The Un-Mixed Blessings of Commercial Real Estate

The outlook for the commercial real estate market in 2016 is considered to be very good with a few minor areas of concern. Overall growth has been particularly strong over the past year.  According to Real Capital Analytics there was a total of $533 billion in commercial real estate sales in 2015 representing a 23% gain over 2014. Last year also saw the second highest level of investment ever, trailing only 2007.  Plus, the Moody’s/RCA Commercial Property Price Indices are predicting price increases of 12% this year over 2015.  Nationally, steadily growing demand and declining vacancy rates are seen as signs that this upward trend will persist.

This should be good news for Connecticut.  According to the real estate services firm JLL, Connecticut is a more business-friendly state, when it comes to taxes, than New York or New Jersey, although they remain unfavorably high compared to other regions. The state is busy addressing its tax issues, though, and Connecticut’s affluent consumer base, with household incomes among the highest in the nation, its highly educated workforce, stellar location and broad cultural amenities have historically served to offset these negatives and most observers expect they will continue to do so.  After a sluggish recovery in the past few years, the state is starting to see real growth again with many businesses expected to expand their footprint.  In a survey by the Connecticut Economic Resource Center this year, 50% of the respondents reported increased real estate inquiries.

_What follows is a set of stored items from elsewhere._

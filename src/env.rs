//! Environment variable names used by this crate for configuring the
//! layer from a service's deployment.
//!
//! These are purely helpers; [`Formatter`](crate::formatter::Formatter)
//! itself never reads the environment.

use std::collections::BTreeMap;

/// Static labels, e.g. `service=billing,env=prod`.
pub const LOG_LABELS_ENV: &str = "LOG_LABELS";

/// Set to `true` or `1` to attach the call site to every event.
pub const LOG_REPORT_CALLER_ENV: &str = "LOG_REPORT_CALLER";

/// Read an environment variable or fall back to a provided default.
pub fn env_or(key: &str, default: &str) -> String {
    std::env::var(key).unwrap_or_else(|_| default.to_string())
}

/// Parse a `key=value,key=value` list into labels.
///
/// Whitespace around keys and values is trimmed and empty segments are
/// skipped, so `""` yields no labels. A later duplicate key wins.
pub fn parse_labels(raw: &str) -> Result<BTreeMap<String, String>, LabelParseError> {
    let mut labels = BTreeMap::new();
    for pair in raw.split(',').map(str::trim).filter(|p| !p.is_empty()) {
        let (key, value) = pair
            .split_once('=')
            .ok_or_else(|| LabelParseError::MissingSeparator(pair.to_string()))?;
        let key = key.trim();
        if key.is_empty() {
            return Err(LabelParseError::EmptyKey(pair.to_string()));
        }
        labels.insert(key.to_string(), value.trim().to_string());
    }
    Ok(labels)
}

/// Parse a boolean flag the way `LOG_REPORT_CALLER` accepts it.
pub fn parse_flag(raw: &str) -> bool {
    matches!(raw.trim().to_ascii_lowercase().as_str(), "1" | "true" | "yes" | "on")
}

/// Error type returned when parsing a label list.
#[derive(thiserror::Error, Debug, PartialEq, Eq)]
pub enum LabelParseError {
    #[error("label {0:?} is missing '='")]
    MissingSeparator(String),
    #[error("label {0:?} has an empty key")]
    EmptyKey(String),
}

#[cfg(test)]
mod tests {
    use super::*;

    #[test]
    fn parses_label_list() {
        let labels = parse_labels(" service = billing ,env=prod,, region=").unwrap();
        assert_eq!(labels.len(), 3);
        assert_eq!(labels["service"], "billing");
        assert_eq!(labels["env"], "prod");
        assert_eq!(labels["region"], "");
    }

    #[test]
    fn empty_list_has_no_labels() {
        assert!(parse_labels("").unwrap().is_empty());
        assert!(parse_labels(" , ").unwrap().is_empty());
    }

    #[test]
    fn rejects_malformed_pairs() {
        assert_eq!(
            parse_labels("service"),
            Err(LabelParseError::MissingSeparator("service".into()))
        );
        assert_eq!(
            parse_labels("=prod"),
            Err(LabelParseError::EmptyKey("=prod".into()))
        );
    }

    #[test]
    fn flags() {
        assert!(parse_flag("TRUE"));
        assert!(parse_flag("1"));
        assert!(!parse_flag("0"));
        assert!(!parse_flag(""));
    }
}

There remains anxiety in some quarters, though, that all is not so rosy.  Memories of the collapse in 2008 are still fresh.  But optimists are quick to point out that that bubble was driven by residential, not commercial, real estate.  Ongoing anticipation of potentially rising interest rates and uncertainty in Asian financial markets also contribute to some of this unease, along with the steady decline in energy-related earnings over the long term. On another front, historic shifts in the retail industry, which is facing increasing competition from online shopping ventures, and the spillover into the real estate market that has accompanied those difficulties are not lifting morale much in that sector either.  Retail properties have seen their loan-to-value ratios soften nationally over the past several months, although Connecticut has seen a recent uptick in retail real estate activity.

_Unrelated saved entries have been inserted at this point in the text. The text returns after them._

use serde::{Deserialize, Serialize};
use std::fmt;
use std::str::FromStr;

/// Severity of a log event as seen by the host logging facility.
///
/// Variants are declared from most to least severe, so `Level::Panic` is the
/// smallest value under `Ord` and carries the raw number `0`.
#[derive(Debug, Clone, Copy, PartialEq, Eq, PartialOrd, Ord, Hash)]
pub enum Level {
    Panic,
    Fatal,
    Error,
    Warn,
    Info,
    Debug,
    Trace,
}

impl Level {
    /// Every level, most severe first.
    pub const ALL: [Level; 7] = [
        Level::Panic,
        Level::Fatal,
        Level::Error,
        Level::Warn,
        Level::Info,
        Level::Debug,
        Level::Trace,
    ];

    /// Google Cloud severity for this level.
    pub fn severity(self) -> Severity {
        match self {
            Level::Panic => Severity::Emergency,
            Level::Fatal => Severity::Alert,
            Level::Error => Severity::Error,
            Level::Warn => Severity::Warning,
            Level::Info => Severity::Info,
            Level::Debug => Severity::Debug,
            Level::Trace => Severity::Default,
        }
    }

    pub fn as_str(self) -> &'static str {
        match self {
            Level::Panic => "panic",
            Level::Fatal => "fatal",
            Level::Error => "error",
            Level::Warn => "warning",
            Level::Info => "info",
            Level::Debug => "debug",
            Level::Trace => "trace",
        }
    }
}

impl fmt::Display for Level {
    fn fmt(&self, f: &mut fmt::Formatter<'_>) -> fmt::Result {
        f.write_str(self.as_str())
    }
}

impl From<tracing::Level> for Level {
    fn from(level: tracing::Level) -> Self {
        match level {
            tracing::Level::ERROR => Level::Error,
            tracing::Level::WARN => Level::Warn,
            tracing::Level::INFO => Level::Info,
            tracing::Level::DEBUG => Level::Debug,
            _ => Level::Trace,
        }
    }
}

impl TryFrom<u32> for Level {
    type Error = LevelParseError;

    fn try_from(raw: u32) -> Result<Self, LevelParseError> {
        Level::ALL
            .get(raw as usize)
            .copied()
            .ok_or(LevelParseError::OutOfRange(raw))
    }
}

impl FromStr for Level {
    type Err = LevelParseError;

    fn from_str(s: &str) -> Result<Self, Self::Err> {
        match s.trim().to_ascii_lowercase().as_str() {
            "panic" => Ok(Level::Panic),
            "fatal" => Ok(Level::Fatal),
            "error" => Ok(Level::Error),
            "warn" | "warning" => Ok(Level::Warn),
            "info" => Ok(Level::Info),
            "debug" => Ok(Level::Debug),
            "trace" => Ok(Level::Trace),
            _ => Err(LevelParseError::UnknownName(s.to_string())),
        }
    }
}

/// Error returned when a level cannot be built from a name or number.
#[derive(thiserror::Error, Debug, PartialEq, Eq)]
pub enum LevelParseError {
    #[error("unknown log level name {0:?}")]
    UnknownName(String),
    #[error("log level {0} is out of range")]
    OutOfRange(u32),
}

/// Severity vocabulary understood by Google Cloud Logging.
///
/// See <https://cloud.google.com/logging/docs/reference/v2/rest/v2/LogEntry#logseverity>.
#[derive(Debug, Clone, Copy, PartialEq, Eq, Hash, Serialize, Deserialize)]
pub enum Severity {
    Default,
    Debug,
    Info,
    Notice,
    Warning,
    Error,
    Critical,
    Alert,
    Emergency,
}

impl Severity {
    /// Severity for a raw numeric level. Numbers outside the known range
    /// fall back to [`Severity::Default`].
    pub fn from_raw_level(raw: u32) -> Severity {
        match Level::try_from(raw) {
            Ok(level) => level.severity(),
            Err(_) => Severity::Default,
        }
    }

    pub fn as_str(self) -> &'static str {
        match self {
            Severity::Default => "Default",
            Severity::Debug => "Debug",
            Severity::Info => "Info",
            Severity::Notice => "Notice",
            Severity::Warning => "Warning",
            Severity::Error => "Error",
            Severity::Critical => "Critical",
            Severity::Alert => "Alert",
            Severity::Emergency => "Emergency",
        }
    }
}

impl fmt::Display for Severity {
    fn fmt(&self, f: &mut fmt::Formatter<'_>) -> fmt::Result {
        f.write_str(self.as_str())
    }
}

Two commercial real estate sectors seeing reliable growth are the multi-unit apartment rental market, driven by the rise of millennials setting up their own homes, and downtown office rentals, likewise linked to the millennial preference for urban areas.  The Hartford Business Journal has predicted that this urban growth trend will be very much part of the future in Connecticut. By way of contrast, growth in suburban commercial space is not as robust, but is seen as slow and steady.  An interesting new sector that is emerging across the country and bears watching is the development of cooperative work and office spaces which cater to the needs of small companies and individuals for low-overhead, flexible solutions to their real estate needs, and these are expected to expand greatly with the ongoing growth of the start-up and gig economies.

Given the continued stable growth of commercial real estate in general, though, the mood can be described as one of guarded optimism among investors, but as any good investor knows, history tells us that all optimism needs to be guarded.  Plus, the standard advantages of commercial real estate over other investments will always remain, including steady cash flow and a its long history of asset appreciation, along with the relative ease with which real estate investors today can adjust to inflation or other negative market effects through indexed leases.  These long-term realities are not going to disappear in Connecticut or anywhere else.


Robert Teittinen
Senior Vice President
Chief Lending Officer



Author: Robert Teittinen

Bob Teittinen joined Litchfield Bancorp in 2011 as a senior vice president and chief lending officer. Bob is a 27 year veteran of banking and is known locally for his expertise in helping mid-sized businesses with commercial lending. Bob is responsible for growing the bank’s commercial loan portfolio and overseeing the bank’s commercial, residential and consumer loan portfolios. Prior to joining the bank, Bob was senior vice president at Union Savings Bank and throughout his career has worked at regional banks; Banknorth, Webster and Shawmut. He also spent 11 years in the private business sector, which he considers an invaluable asset when it comes to commercial lending. A resident of Litchfield, Bob plays an active role in the community. This includes his induction into the Chamber of Commerce of NW CT’s Hall of Fame in 2008. He currently serves on a number of boards including the Chamber of Commerce of NW CT Foundation, Naugatuck Valley Development Corporation and Easter Seals of Greater Waterbury.